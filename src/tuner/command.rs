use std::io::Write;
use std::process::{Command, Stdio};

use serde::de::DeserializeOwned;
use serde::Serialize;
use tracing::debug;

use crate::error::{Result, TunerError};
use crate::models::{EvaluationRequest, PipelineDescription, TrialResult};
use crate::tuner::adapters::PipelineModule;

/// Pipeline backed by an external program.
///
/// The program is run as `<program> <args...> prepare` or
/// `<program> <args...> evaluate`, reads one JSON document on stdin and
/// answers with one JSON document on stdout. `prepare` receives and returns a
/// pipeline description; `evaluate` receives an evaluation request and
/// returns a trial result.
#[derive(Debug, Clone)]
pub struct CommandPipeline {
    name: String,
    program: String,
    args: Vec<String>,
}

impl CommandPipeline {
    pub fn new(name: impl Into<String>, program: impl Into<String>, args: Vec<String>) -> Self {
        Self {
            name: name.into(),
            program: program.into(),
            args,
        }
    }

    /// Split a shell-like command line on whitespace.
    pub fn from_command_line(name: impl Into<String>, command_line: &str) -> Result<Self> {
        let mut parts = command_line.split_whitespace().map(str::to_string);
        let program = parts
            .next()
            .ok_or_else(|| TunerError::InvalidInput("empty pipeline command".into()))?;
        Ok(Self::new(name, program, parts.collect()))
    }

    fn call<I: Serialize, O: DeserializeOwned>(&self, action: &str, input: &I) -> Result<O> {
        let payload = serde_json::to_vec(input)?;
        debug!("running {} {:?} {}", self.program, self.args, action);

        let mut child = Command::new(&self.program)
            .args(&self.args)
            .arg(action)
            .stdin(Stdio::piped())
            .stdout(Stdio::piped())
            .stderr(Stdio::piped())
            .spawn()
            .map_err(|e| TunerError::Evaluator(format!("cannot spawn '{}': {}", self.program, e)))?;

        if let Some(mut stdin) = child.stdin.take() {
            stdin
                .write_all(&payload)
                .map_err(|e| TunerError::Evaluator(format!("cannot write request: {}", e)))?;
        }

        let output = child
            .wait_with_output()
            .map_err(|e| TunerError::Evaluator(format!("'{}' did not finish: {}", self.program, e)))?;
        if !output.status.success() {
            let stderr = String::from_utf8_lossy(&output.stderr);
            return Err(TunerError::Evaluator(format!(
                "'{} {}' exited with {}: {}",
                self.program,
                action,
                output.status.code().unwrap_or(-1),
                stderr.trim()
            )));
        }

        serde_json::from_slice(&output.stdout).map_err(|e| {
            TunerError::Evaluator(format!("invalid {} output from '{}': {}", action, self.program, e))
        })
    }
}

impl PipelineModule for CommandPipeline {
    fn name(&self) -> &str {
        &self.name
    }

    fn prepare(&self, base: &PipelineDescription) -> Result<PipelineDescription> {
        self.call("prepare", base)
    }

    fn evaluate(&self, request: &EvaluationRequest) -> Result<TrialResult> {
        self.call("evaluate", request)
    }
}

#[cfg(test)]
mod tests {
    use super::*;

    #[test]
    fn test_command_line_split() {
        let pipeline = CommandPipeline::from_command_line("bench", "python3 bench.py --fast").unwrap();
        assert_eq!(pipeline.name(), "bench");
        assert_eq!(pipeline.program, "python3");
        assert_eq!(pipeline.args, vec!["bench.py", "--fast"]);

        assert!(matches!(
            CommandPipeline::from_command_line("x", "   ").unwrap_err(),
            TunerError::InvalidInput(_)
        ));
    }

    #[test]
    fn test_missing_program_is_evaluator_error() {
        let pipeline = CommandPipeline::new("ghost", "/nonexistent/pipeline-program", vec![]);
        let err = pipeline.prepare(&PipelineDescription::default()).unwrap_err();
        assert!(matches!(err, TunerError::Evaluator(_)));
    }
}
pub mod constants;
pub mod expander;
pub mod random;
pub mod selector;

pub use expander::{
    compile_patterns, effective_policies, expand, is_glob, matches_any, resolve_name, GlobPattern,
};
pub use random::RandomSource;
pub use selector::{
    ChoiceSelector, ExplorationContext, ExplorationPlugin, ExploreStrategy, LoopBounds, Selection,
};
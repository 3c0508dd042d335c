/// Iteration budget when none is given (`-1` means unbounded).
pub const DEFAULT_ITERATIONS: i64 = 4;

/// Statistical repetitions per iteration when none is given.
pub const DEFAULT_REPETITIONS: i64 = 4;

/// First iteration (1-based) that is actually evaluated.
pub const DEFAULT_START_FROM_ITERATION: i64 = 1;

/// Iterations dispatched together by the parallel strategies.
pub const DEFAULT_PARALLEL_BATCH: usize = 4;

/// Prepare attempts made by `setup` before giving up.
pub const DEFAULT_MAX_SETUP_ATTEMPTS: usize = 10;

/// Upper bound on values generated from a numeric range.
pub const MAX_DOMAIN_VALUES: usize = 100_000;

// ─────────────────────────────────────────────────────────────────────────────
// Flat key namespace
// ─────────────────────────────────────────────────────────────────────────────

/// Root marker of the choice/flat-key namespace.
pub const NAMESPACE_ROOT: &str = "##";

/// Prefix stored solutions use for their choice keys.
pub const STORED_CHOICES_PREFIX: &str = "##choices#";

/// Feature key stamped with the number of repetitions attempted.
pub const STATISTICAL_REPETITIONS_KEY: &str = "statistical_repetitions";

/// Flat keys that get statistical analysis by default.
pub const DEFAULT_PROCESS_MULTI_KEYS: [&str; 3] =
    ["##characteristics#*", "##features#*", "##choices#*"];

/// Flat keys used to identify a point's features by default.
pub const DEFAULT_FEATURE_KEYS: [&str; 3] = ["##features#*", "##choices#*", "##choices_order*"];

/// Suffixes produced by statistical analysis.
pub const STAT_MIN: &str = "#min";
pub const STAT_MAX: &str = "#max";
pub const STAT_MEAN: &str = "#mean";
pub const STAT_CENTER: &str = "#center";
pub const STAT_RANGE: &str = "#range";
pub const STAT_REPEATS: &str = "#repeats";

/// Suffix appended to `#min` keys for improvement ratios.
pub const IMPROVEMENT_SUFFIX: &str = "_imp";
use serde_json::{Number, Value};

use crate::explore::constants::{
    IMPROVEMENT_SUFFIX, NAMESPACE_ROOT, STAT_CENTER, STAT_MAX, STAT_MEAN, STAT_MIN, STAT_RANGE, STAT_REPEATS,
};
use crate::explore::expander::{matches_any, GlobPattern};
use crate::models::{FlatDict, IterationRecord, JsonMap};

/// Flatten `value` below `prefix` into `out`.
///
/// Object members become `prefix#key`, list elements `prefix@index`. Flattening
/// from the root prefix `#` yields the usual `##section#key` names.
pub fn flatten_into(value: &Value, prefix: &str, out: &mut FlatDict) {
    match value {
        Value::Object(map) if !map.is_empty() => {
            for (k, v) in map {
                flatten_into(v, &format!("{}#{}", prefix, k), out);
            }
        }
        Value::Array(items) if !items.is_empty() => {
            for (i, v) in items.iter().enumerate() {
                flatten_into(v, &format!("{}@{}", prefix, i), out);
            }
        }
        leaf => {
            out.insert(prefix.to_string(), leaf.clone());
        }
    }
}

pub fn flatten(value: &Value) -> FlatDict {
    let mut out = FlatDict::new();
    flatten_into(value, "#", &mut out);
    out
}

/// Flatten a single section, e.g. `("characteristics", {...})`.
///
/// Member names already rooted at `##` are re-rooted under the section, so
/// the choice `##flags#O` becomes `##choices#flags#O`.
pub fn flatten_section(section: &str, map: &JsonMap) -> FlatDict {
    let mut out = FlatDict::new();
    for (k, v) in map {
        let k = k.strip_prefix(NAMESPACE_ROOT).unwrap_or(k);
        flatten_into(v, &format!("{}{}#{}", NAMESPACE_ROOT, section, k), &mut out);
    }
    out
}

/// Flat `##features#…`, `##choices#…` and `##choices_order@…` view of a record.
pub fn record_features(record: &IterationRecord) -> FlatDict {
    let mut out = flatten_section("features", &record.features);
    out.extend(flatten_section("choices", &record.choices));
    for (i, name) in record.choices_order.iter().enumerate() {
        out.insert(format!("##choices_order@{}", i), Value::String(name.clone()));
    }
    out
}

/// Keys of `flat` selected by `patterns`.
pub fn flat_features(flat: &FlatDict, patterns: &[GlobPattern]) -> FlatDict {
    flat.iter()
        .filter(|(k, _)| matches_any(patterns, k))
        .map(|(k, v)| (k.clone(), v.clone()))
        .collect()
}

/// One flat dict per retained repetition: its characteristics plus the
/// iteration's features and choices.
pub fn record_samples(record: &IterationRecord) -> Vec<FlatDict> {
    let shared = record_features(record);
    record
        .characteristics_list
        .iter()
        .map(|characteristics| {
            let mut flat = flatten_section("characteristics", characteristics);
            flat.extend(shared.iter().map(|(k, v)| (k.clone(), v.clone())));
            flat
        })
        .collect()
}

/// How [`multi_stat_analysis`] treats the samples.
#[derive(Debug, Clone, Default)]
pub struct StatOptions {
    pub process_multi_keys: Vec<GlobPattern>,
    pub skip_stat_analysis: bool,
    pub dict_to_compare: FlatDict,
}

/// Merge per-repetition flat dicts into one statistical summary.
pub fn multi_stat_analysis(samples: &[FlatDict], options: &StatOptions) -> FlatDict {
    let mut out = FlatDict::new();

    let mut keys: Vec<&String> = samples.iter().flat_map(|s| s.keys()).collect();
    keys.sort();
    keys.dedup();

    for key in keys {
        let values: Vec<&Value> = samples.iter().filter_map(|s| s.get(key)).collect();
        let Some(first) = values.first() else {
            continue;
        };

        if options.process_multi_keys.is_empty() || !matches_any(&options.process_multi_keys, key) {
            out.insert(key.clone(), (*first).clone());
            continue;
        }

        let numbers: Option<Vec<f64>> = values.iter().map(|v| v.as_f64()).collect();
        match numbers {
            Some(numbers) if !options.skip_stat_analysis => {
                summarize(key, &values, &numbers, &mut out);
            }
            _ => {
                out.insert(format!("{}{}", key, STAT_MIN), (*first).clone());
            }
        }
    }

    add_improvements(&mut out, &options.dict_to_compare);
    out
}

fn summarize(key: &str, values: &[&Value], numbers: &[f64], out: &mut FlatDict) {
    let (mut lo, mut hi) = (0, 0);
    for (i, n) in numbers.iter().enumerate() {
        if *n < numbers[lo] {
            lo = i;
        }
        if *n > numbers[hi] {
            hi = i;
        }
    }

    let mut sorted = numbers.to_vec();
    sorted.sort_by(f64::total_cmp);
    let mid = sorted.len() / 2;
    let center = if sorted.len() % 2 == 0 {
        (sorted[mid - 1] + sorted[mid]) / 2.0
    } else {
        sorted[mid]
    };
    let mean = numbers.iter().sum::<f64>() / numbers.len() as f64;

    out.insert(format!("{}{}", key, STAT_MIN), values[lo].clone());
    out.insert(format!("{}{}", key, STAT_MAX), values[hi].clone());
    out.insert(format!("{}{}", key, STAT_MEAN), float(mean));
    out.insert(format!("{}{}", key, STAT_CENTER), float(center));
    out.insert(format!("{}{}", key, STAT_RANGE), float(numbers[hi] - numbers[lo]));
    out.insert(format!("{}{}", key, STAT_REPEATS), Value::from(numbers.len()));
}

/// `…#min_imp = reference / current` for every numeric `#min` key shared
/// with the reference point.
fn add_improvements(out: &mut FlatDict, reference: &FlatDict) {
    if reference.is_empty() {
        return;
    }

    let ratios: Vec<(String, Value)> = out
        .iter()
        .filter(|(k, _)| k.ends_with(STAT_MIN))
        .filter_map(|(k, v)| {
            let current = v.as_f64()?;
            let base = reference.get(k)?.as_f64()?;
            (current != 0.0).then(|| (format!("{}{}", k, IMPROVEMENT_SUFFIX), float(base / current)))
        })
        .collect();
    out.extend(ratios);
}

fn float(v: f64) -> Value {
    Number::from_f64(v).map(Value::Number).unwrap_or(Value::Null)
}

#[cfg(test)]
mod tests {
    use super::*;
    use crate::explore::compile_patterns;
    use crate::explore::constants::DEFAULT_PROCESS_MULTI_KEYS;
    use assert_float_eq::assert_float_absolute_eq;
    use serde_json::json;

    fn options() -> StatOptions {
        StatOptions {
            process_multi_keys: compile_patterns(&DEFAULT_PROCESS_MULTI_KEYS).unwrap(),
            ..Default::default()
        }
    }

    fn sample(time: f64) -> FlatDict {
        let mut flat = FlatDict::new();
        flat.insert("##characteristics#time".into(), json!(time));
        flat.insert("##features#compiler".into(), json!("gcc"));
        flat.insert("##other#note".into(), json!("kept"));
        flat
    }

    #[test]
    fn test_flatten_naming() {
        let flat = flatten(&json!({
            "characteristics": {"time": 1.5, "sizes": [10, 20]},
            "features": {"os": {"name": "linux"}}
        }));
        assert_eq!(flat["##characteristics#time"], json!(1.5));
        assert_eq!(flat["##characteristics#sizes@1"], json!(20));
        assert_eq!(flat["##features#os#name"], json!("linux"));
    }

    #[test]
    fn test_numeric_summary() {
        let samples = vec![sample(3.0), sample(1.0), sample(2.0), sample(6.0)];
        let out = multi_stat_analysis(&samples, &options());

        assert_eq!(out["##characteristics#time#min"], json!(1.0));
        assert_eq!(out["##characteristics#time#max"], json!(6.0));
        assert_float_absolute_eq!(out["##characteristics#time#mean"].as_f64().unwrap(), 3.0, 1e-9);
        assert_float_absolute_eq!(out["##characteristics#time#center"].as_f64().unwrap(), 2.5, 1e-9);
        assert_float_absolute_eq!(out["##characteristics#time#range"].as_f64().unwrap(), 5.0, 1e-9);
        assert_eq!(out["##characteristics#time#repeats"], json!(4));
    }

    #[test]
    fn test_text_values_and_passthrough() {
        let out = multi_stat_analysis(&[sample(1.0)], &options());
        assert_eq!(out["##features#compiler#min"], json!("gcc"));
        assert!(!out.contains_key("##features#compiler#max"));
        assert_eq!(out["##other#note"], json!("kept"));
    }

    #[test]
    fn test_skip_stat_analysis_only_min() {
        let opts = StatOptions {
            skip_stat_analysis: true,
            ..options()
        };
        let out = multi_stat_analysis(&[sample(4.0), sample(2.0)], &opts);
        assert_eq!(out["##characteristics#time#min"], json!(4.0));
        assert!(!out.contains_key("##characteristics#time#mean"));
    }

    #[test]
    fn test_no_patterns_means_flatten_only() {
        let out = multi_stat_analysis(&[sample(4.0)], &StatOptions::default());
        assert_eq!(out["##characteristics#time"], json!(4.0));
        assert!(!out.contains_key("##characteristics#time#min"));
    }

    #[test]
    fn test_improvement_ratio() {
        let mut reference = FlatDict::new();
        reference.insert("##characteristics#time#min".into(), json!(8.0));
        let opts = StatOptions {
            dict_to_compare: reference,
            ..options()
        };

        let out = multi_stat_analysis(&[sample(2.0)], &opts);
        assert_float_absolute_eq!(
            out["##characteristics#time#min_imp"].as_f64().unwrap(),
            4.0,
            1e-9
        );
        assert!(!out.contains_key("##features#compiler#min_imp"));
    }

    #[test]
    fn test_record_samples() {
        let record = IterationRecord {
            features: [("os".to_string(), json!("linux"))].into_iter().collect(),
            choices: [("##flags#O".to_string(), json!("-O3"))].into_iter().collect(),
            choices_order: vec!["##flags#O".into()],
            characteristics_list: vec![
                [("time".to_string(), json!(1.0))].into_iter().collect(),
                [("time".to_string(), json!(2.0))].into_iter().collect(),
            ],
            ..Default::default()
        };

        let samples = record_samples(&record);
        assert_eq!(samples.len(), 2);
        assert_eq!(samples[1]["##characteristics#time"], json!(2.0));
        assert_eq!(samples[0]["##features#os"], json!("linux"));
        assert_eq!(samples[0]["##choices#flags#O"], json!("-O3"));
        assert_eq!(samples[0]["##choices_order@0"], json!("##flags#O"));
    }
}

• ACTIVITY
Proceeding from the line containing "a numeric range." through the line containing "pub const DEFAULT_PROCESS_MULTI_KEYS: [&str;", transcribe the lines above exactly, both end lines included.

• YOUR SOLUTION
/// Upper bound on values generated from a numeric range.
pub const MAX_DOMAIN_VALUES: usize = 100_000;

// ─────────────────────────────────────────────────────────────────────────────
// Flat key namespace
// ─────────────────────────────────────────────────────────────────────────────

/// Root marker of the choice/flat-key namespace.
pub const NAMESPACE_ROOT: &str = "##";

/// Prefix stored solutions use for their choice keys.
pub const STORED_CHOICES_PREFIX: &str = "##choices#";

/// Feature key stamped with the number of repetitions attempted.
pub const STATISTICAL_REPETITIONS_KEY: &str = "statistical_repetitions";

/// Flat keys that get statistical analysis by default.
pub const DEFAULT_PROCESS_MULTI_KEYS: [&str; 3] =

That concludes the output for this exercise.